TASK GOAL
Nothing in the data may be altered, so output all of it exactly.

START DATA LISTING

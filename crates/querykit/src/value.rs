//! Scalar values bound to query parameters.
//!
//! [`QueryValue`] is a closed set of scalars (plus homogeneous lists for
//! `IN` / `NOT IN`), so list-arity operators and no-value operators stay
//! statically distinguishable instead of relying on an open dynamic type.
//! It implements [`ToSql`] by delegation, letting callers hand a built query
//! straight to a tokio-postgres style driver.

use bytes::BytesMut;
use chrono::{DateTime, Utc};
use serde::Deserialize;
use tokio_postgres::types::{IsNull, ToSql, Type, to_sql_checked};

/// A bound query parameter value.
///
/// Deserialization is untagged: JSON `null` / booleans / numbers / strings /
/// arrays map to the obvious variants. JSON strings always become `Text`
/// (never `Timestamp`); the timestamp variant exists for the typed Rust API,
/// where the original system passes dates through to the driver.
#[derive(Debug, Clone, PartialEq, Default, Deserialize)]
#[serde(untagged)]
pub enum QueryValue {
    /// SQL NULL
    #[default]
    Null,
    /// Boolean
    Bool(bool),
    /// 64-bit integer
    Int(i64),
    /// Double-precision float
    Float(f64),
    /// Text
    Text(String),
    /// List of scalars, only meaningful for IN / NOT IN
    List(Vec<QueryValue>),
    /// UTC timestamp
    Timestamp(DateTime<Utc>),
}

impl QueryValue {
    /// Short name of the variant, used in error messages.
    pub fn kind(&self) -> &'static str {
        match self {
            QueryValue::Null => "null",
            QueryValue::Bool(_) => "bool",
            QueryValue::Int(_) => "int",
            QueryValue::Float(_) => "float",
            QueryValue::Text(_) => "text",
            QueryValue::List(_) => "list",
            QueryValue::Timestamp(_) => "timestamp",
        }
    }

    /// Borrow the list elements, if this is a list.
    pub fn as_list(&self) -> Option<&[QueryValue]> {
        match self {
            QueryValue::List(values) => Some(values),
            _ => None,
        }
    }

    /// Borrow the text, if this is a text value.
    pub fn as_text(&self) -> Option<&str> {
        match self {
            QueryValue::Text(s) => Some(s),
            _ => None,
        }
    }
}

impl From<bool> for QueryValue {
    fn from(v: bool) -> Self {
        QueryValue::Bool(v)
    }
}

impl From<i32> for QueryValue {
    fn from(v: i32) -> Self {
        QueryValue::Int(v as i64)
    }
}

impl From<i64> for QueryValue {
    fn from(v: i64) -> Self {
        QueryValue::Int(v)
    }
}

impl From<f64> for QueryValue {
    fn from(v: f64) -> Self {
        QueryValue::Float(v)
    }
}

impl From<&str> for QueryValue {
    fn from(v: &str) -> Self {
        QueryValue::Text(v.to_string())
    }
}

impl From<String> for QueryValue {
    fn from(v: String) -> Self {
        QueryValue::Text(v)
    }
}

impl From<DateTime<Utc>> for QueryValue {
    fn from(v: DateTime<Utc>) -> Self {
        QueryValue::Timestamp(v)
    }
}

impl<T: Into<QueryValue>> From<Vec<T>> for QueryValue {
    fn from(values: Vec<T>) -> Self {
        QueryValue::List(values.into_iter().map(Into::into).collect())
    }
}

impl<T: Into<QueryValue>> From<Option<T>> for QueryValue {
    fn from(value: Option<T>) -> Self {
        match value {
            Some(v) => v.into(),
            None => QueryValue::Null,
        }
    }
}

impl ToSql for QueryValue {
    fn to_sql(
        &self,
        ty: &Type,
        out: &mut BytesMut,
    ) -> Result<IsNull, Box<dyn std::error::Error + Sync + Send>> {
        match self {
            QueryValue::Null => Ok(IsNull::Yes),
            QueryValue::Bool(v) => v.to_sql(ty, out),
            QueryValue::Int(v) => v.to_sql(ty, out),
            QueryValue::Float(v) => v.to_sql(ty, out),
            QueryValue::Text(v) => v.to_sql(ty, out),
            QueryValue::Timestamp(v) => v.to_sql(ty, out),
            QueryValue::List(_) => {
                Err("a list value cannot be bound to a single placeholder".into())
            }
        }
    }

    fn accepts(_ty: &Type) -> bool {
        // The concrete variant decides at bind time.
        true
    }

    to_sql_checked!();
}

#[cfg(test)]
mod tests {
    use super::*;

    #[test]
    fn from_scalars() {
        assert_eq!(QueryValue::from(true), QueryValue::Bool(true));
        assert_eq!(QueryValue::from(7i32), QueryValue::Int(7));
        assert_eq!(QueryValue::from(7i64), QueryValue::Int(7));
        assert_eq!(QueryValue::from(1.5f64), QueryValue::Float(1.5));
        assert_eq!(QueryValue::from("a"), QueryValue::Text("a".to_string()));
    }

    #[test]
    fn from_vec_builds_list() {
        let value = QueryValue::from(vec!["admin", "user"]);
        assert_eq!(
            value,
            QueryValue::List(vec![
                QueryValue::Text("admin".to_string()),
                QueryValue::Text("user".to_string()),
            ])
        );
    }

    #[test]
    fn from_option() {
        assert_eq!(QueryValue::from(None::<i64>), QueryValue::Null);
        assert_eq!(QueryValue::from(Some(3i64)), QueryValue::Int(3));
    }

    #[test]
    fn deserialize_untagged() {
        let values: Vec<QueryValue> =
            serde_json::from_str(r#"[null, true, 2, 2.5, "x", [1, 2]]"#).unwrap();
        assert_eq!(
            values,
            vec![
                QueryValue::Null,
                QueryValue::Bool(true),
                QueryValue::Int(2),
                QueryValue::Float(2.5),
                QueryValue::Text("x".to_string()),
                QueryValue::List(vec![QueryValue::Int(1), QueryValue::Int(2)]),
            ]
        );
    }

    #[test]
    fn date_like_strings_stay_text() {
        let value: QueryValue = serde_json::from_str(r#""2024-01-01T00:00:00Z""#).unwrap();
        assert_eq!(value, QueryValue::Text("2024-01-01T00:00:00Z".to_string()));
    }
}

END DATA LISTING

EXPECTED ANSWER
filename crates/querykit/src/value.rs
//! Scalar values bound to query parameters.
//!
//! [`QueryValue`] is a closed set of scalars (plus homogeneous lists for
//! `IN` / `NOT IN`), so list-arity operators and no-value operators stay
//! statically distinguishable instead of relying on an open dynamic type.
//! It implements [`ToSql`] by delegation, letting callers hand a built query
//! straight to a tokio-postgres style driver.

use bytes::BytesMut;
use chrono::{DateTime, Utc};
use serde::Deserialize;
use tokio_postgres::types::{IsNull, ToSql, Type, to_sql_checked};

/// A bound query parameter value.
///
/// Deserialization is untagged: JSON `null` / booleans / numbers / strings /
/// arrays map to the obvious variants. JSON strings always become `Text`
/// (never `Timestamp`); the timestamp variant exists for the typed Rust API,
/// where the original system passes dates through to the driver.
#[derive(Debug, Clone, PartialEq, Default, Deserialize)]
#[serde(untagged)]
pub enum QueryValue {
    /// SQL NULL
    #[default]
    Null,
    /// Boolean
    Bool(bool),
    /// 64-bit integer
    Int(i64),
    /// Double-precision float
    Float(f64),
    /// Text
    Text(String),
    /// List of scalars, only meaningful for IN / NOT IN
    List(Vec<QueryValue>),
    /// UTC timestamp
    Timestamp(DateTime<Utc>),
}

impl QueryValue {
    /// Short name of the variant, used in error messages.
    pub fn kind(&self) -> &'static str {
        match self {
            QueryValue::Null => "null",
            QueryValue::Bool(_) => "bool",
            QueryValue::Int(_) => "int",
            QueryValue::Float(_) => "float",
            QueryValue::Text(_) => "text",
            QueryValue::List(_) => "list",
            QueryValue::Timestamp(_) => "timestamp",
        }
    }

    /// Borrow the list elements, if this is a list.
    pub fn as_list(&self) -> Option<&[QueryValue]> {
        match self {
            QueryValue::List(values) => Some(values),
            _ => None,
        }
    }

    /// Borrow the text, if this is a text value.
    pub fn as_text(&self) -> Option<&str> {
        match self {
            QueryValue::Text(s) => Some(s),
            _ => None,
        }
    }
}

impl From<bool> for QueryValue {
    fn from(v: bool) -> Self {
        QueryValue::Bool(v)
    }
}

impl From<i32> for QueryValue {
    fn from(v: i32) -> Self {
        QueryValue::Int(v as i64)
    }
}

impl From<i64> for QueryValue {
    fn from(v: i64) -> Self {
        QueryValue::Int(v)
    }
}

impl From<f64> for QueryValue {
    fn from(v: f64) -> Self {
        QueryValue::Float(v)
    }
}

impl From<&str> for QueryValue {
    fn from(v: &str) -> Self {
        QueryValue::Text(v.to_string())
    }
}

impl From<String> for QueryValue {
    fn from(v: String) -> Self {
        QueryValue::Text(v)
    }
}

impl From<DateTime<Utc>> for QueryValue {
    fn from(v: DateTime<Utc>) -> Self {
        QueryValue::Timestamp(v)
    }
}

impl<T: Into<QueryValue>> From<Vec<T>> for QueryValue {
    fn from(values: Vec<T>) -> Self {
        QueryValue::List(values.into_iter().map(Into::into).collect())
    }
}

impl<T: Into<QueryValue>> From<Option<T>> for QueryValue {
    fn from(value: Option<T>) -> Self {
        match value {
            Some(v) => v.into(),
            None => QueryValue::Null,
        }
    }
}

impl ToSql for QueryValue {
    fn to_sql(
        &self,
        ty: &Type,
        out: &mut BytesMut,
    ) -> Result<IsNull, Box<dyn std::error::Error + Sync + Send>> {
        match self {
            QueryValue::Null => Ok(IsNull::Yes),
            QueryValue::Bool(v) => v.to_sql(ty, out),
            QueryValue::Int(v) => v.to_sql(ty, out),
            QueryValue::Float(v) => v.to_sql(ty, out),
            QueryValue::Text(v) => v.to_sql(ty, out),
            QueryValue::Timestamp(v) => v.to_sql(ty, out),
            QueryValue::List(_) => {
                Err("a list value cannot be bound to a single placeholder".into())
            }
        }
    }

    fn accepts(_ty: &Type) -> bool {
        // The concrete variant decides at bind time.
        true
    }

    to_sql_checked!();
}

#[cfg(test)]
mod tests {
    use super::*;

    #[test]
    fn from_scalars() {
        assert_eq!(QueryValue::from(true), QueryValue::Bool(true));
        assert_eq!(QueryValue::from(7i32), QueryValue::Int(7));
        assert_eq!(QueryValue::from(7i64), QueryValue::Int(7));
        assert_eq!(QueryValue::from(1.5f64), QueryValue::Float(1.5));
        assert_eq!(QueryValue::from("a"), QueryValue::Text("a".to_string()));
    }

    #[test]
    fn from_vec_builds_list() {
        let value = QueryValue::from(vec!["admin", "user"]);
        assert_eq!(
            value,
            QueryValue::List(vec![
                QueryValue::Text("admin".to_string()),
                QueryValue::Text("user".to_string()),
            ])
        );
    }

    #[test]
    fn from_option() {
        assert_eq!(QueryValue::from(None::<i64>), QueryValue::Null);
        assert_eq!(QueryValue::from(Some(3i64)), QueryValue::Int(3));
    }

    #[test]
    fn deserialize_untagged() {
        let values: Vec<QueryValue> =
            serde_json::from_str(r#"[null, true, 2, 2.5, "x", [1, 2]]"#).unwrap();
        assert_eq!(
            values,
            vec![
                QueryValue::Null,
                QueryValue::Bool(true),
                QueryValue::Int(2),
                QueryValue::Float(2.5),
                QueryValue::Text("x".to_string()),
                QueryValue::List(vec![QueryValue::Int(1), QueryValue::Int(2)]),
            ]
        );
    }

    #[test]
    fn date_like_strings_stay_text() {
        let value: QueryValue = serde_json::from_str(r#""2024-01-01T00:00:00Z""#).unwrap();
        assert_eq!(value, QueryValue::Text("2024-01-01T00:00:00Z".to_string()));
    }
}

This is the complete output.